• Work order: Return every line of the listing, exactly as it reads.
======== Exercise input ========
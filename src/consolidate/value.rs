//! Numeric interpretation of text cells.
//!
//! Values arrive in Brazilian notation (`1.234,56`, `12,5%`) as often as in
//! plain decimal notation. A lone cell tries the plain form first and then the
//! localized one; a column picks one [`Notation`] for all of its cells.

/// Cell texts treated as missing, besides blanks.
const MISSING_TOKENS: [&str; 12] = [
    "na", "n/a", "nan", "-nan", "null", "none", "<na>", "#n/a", "#n/a n/a", "-1.#ind", "1.#qnan", "#na",
];

pub fn is_missing(raw: &str) -> bool {
    let trimmed = raw.trim();
    trimmed.is_empty() || MISSING_TOKENS.contains(&trimmed.to_lowercase().as_str())
}

fn plain_numeric_shape(text: &str) -> bool {
    text.bytes().any(|b| b.is_ascii_digit())
        && text
            .bytes()
            .all(|b| b.is_ascii_digit() || matches!(b, b'.' | b'-' | b'+' | b'e' | b'E'))
}

/// Parse a decimal in plain (`1234.56`, `1e3`) or localized (`1.234,56`,
/// `12,5 %`) notation. Blanks, missing markers and non-finite results are `None`.
pub fn parse_decimal(raw: &str) -> Option<f64> {
    let trimmed = raw.trim();
    if is_missing(trimmed) {
        return None;
    }
    if plain_numeric_shape(trimmed) {
        if let Ok(value) = trimmed.parse::<f64>() {
            return Some(value).filter(|v| v.is_finite());
        }
    }
    parse_localized(trimmed)
}

/// `.` groups thousands and `,` marks the decimals.
fn parse_localized(trimmed: &str) -> Option<f64> {
    let localized: String = trimmed
        .chars()
        .filter(|ch| *ch != '.' && *ch != '%' && !ch.is_whitespace())
        .map(|ch| if ch == ',' { '.' } else { ch })
        .collect();
    if !plain_numeric_shape(&localized) {
        return None;
    }
    localized.parse::<f64>().ok().filter(|v| v.is_finite())
}

/// `1.234.567`: two or more three-digit groups after the leading one.
fn has_repeated_thousand_groups(text: &str) -> bool {
    let digits = text.trim_start_matches(['-', '+']);
    let mut groups = digits.split('.');
    let lead_ok = groups
        .next()
        .is_some_and(|lead| (1..=3).contains(&lead.len()) && lead.bytes().all(|b| b.is_ascii_digit()));
    let rest: Vec<&str> = groups.collect();
    lead_ok
        && rest.len() >= 2
        && rest
            .iter()
            .all(|group| group.len() == 3 && group.bytes().all(|b| b.is_ascii_digit()))
}

/// Number notation shared by every cell of a column.
#[derive(Debug, Clone, Copy, PartialEq, Eq)]
pub enum Notation {
    Plain,
    Localized,
}

impl Notation {
    /// Localized as soon as one present cell has a decimal comma or repeated
    /// thousand groups, so `12.345` and `1.234.567` agree within a column.
    pub fn detect<'a>(cells: impl IntoIterator<Item = &'a str>) -> Self {
        let localized = cells
            .into_iter()
            .map(str::trim)
            .filter(|cell| !is_missing(cell))
            .any(|cell| cell.contains(',') || has_repeated_thousand_groups(cell));
        if localized {
            Notation::Localized
        } else {
            Notation::Plain
        }
    }

    pub fn parse(self, raw: &str) -> Option<f64> {
        match self {
            Notation::Plain => parse_decimal(raw),
            Notation::Localized => {
                let trimmed = raw.trim();
                if is_missing(trimmed) {
                    return None;
                }
                parse_localized(trimmed)
            }
        }
    }
}

/// Whole number, or `None` when the cell is missing or has a fractional part.
pub fn parse_integer(raw: &str) -> Option<i64> {
    let value = parse_decimal(raw)?;
    if value.fract() != 0.0 || value.abs() >= 9.0e15 {
        return None;
    }
    Some(value as i64)
}

/// Text form of a parsed value; integral values carry no decimal point.
pub fn format_number(value: f64) -> String {
    if value == 0.0 {
        return "0".to_string();
    }
    value.to_string()
}

/// A column holds values when more than half of its non-missing cells parse
/// as decimals in the column's notation. A column with no data at all is not
/// a value column.
pub fn is_value_column<'a>(cells: impl IntoIterator<Item = &'a str>) -> bool {
    let cells: Vec<&str> = cells.into_iter().collect();
    let notation = Notation::detect(cells.iter().copied());
    let mut present = 0usize;
    let mut numeric = 0usize;
    for cell in cells {
        if is_missing(cell) {
            continue;
        }
        present += 1;
        if notation.parse(cell).is_some() {
            numeric += 1;
        }
    }
    present > 0 && numeric * 2 > present
}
========
• Answer below:
filename src/consolidate/value.rs
//! Numeric interpretation of text cells.
//!
//! Values arrive in Brazilian notation (`1.234,56`, `12,5%`) as often as in
//! plain decimal notation. A lone cell tries the plain form first and then the
//! localized one; a column picks one [`Notation`] for all of its cells.

/// Cell texts treated as missing, besides blanks.
const MISSING_TOKENS: [&str; 12] = [
    "na", "n/a", "nan", "-nan", "null", "none", "<na>", "#n/a", "#n/a n/a", "-1.#ind", "1.#qnan", "#na",
];

pub fn is_missing(raw: &str) -> bool {
    let trimmed = raw.trim();
    trimmed.is_empty() || MISSING_TOKENS.contains(&trimmed.to_lowercase().as_str())
}

fn plain_numeric_shape(text: &str) -> bool {
    text.bytes().any(|b| b.is_ascii_digit())
        && text
            .bytes()
            .all(|b| b.is_ascii_digit() || matches!(b, b'.' | b'-' | b'+' | b'e' | b'E'))
}

/// Parse a decimal in plain (`1234.56`, `1e3`) or localized (`1.234,56`,
/// `12,5 %`) notation. Blanks, missing markers and non-finite results are `None`.
pub fn parse_decimal(raw: &str) -> Option<f64> {
    let trimmed = raw.trim();
    if is_missing(trimmed) {
        return None;
    }
    if plain_numeric_shape(trimmed) {
        if let Ok(value) = trimmed.parse::<f64>() {
            return Some(value).filter(|v| v.is_finite());
        }
    }
    parse_localized(trimmed)
}

/// `.` groups thousands and `,` marks the decimals.
fn parse_localized(trimmed: &str) -> Option<f64> {
    let localized: String = trimmed
        .chars()
        .filter(|ch| *ch != '.' && *ch != '%' && !ch.is_whitespace())
        .map(|ch| if ch == ',' { '.' } else { ch })
        .collect();
    if !plain_numeric_shape(&localized) {
        return None;
    }
    localized.parse::<f64>().ok().filter(|v| v.is_finite())
}

/// `1.234.567`: two or more three-digit groups after the leading one.
fn has_repeated_thousand_groups(text: &str) -> bool {
    let digits = text.trim_start_matches(['-', '+']);
    let mut groups = digits.split('.');
    let lead_ok = groups
        .next()
        .is_some_and(|lead| (1..=3).contains(&lead.len()) && lead.bytes().all(|b| b.is_ascii_digit()));
    let rest: Vec<&str> = groups.collect();
    lead_ok
        && rest.len() >= 2
        && rest
            .iter()
            .all(|group| group.len() == 3 && group.bytes().all(|b| b.is_ascii_digit()))
}

/// Number notation shared by every cell of a column.
#[derive(Debug, Clone, Copy, PartialEq, Eq)]
pub enum Notation {
    Plain,
    Localized,
}

impl Notation {
    /// Localized as soon as one present cell has a decimal comma or repeated
    /// thousand groups, so `12.345` and `1.234.567` agree within a column.
    pub fn detect<'a>(cells: impl IntoIterator<Item = &'a str>) -> Self {
        let localized = cells
            .into_iter()
            .map(str::trim)
            .filter(|cell| !is_missing(cell))
            .any(|cell| cell.contains(',') || has_repeated_thousand_groups(cell));
        if localized {
            Notation::Localized
        } else {
            Notation::Plain
        }
    }

    pub fn parse(self, raw: &str) -> Option<f64> {
        match self {
            Notation::Plain => parse_decimal(raw),
            Notation::Localized => {
                let trimmed = raw.trim();
                if is_missing(trimmed) {
                    return None;
                }
                parse_localized(trimmed)
            }
        }
    }
}

/// Whole number, or `None` when the cell is missing or has a fractional part.
pub fn parse_integer(raw: &str) -> Option<i64> {
    let value = parse_decimal(raw)?;
    if value.fract() != 0.0 || value.abs() >= 9.0e15 {
        return None;
    }
    Some(value as i64)
}

/// Text form of a parsed value; integral values carry no decimal point.
pub fn format_number(value: f64) -> String {
    if value == 0.0 {
        return "0".to_string();
    }
    value.to_string()
}

/// A column holds values when more than half of its non-missing cells parse
/// as decimals in the column's notation. A column with no data at all is not
/// a value column.
pub fn is_value_column<'a>(cells: impl IntoIterator<Item = &'a str>) -> bool {
    let cells: Vec<&str> = cells.into_iter().collect();
    let notation = Notation::detect(cells.iter().copied());
    let mut present = 0usize;
    let mut numeric = 0usize;
    for cell in cells {
        if is_missing(cell) {
            continue;
        }
        present += 1;
        if notation.parse(cell).is_some() {
            numeric += 1;
        }
    }
    present > 0 && numeric * 2 > present
}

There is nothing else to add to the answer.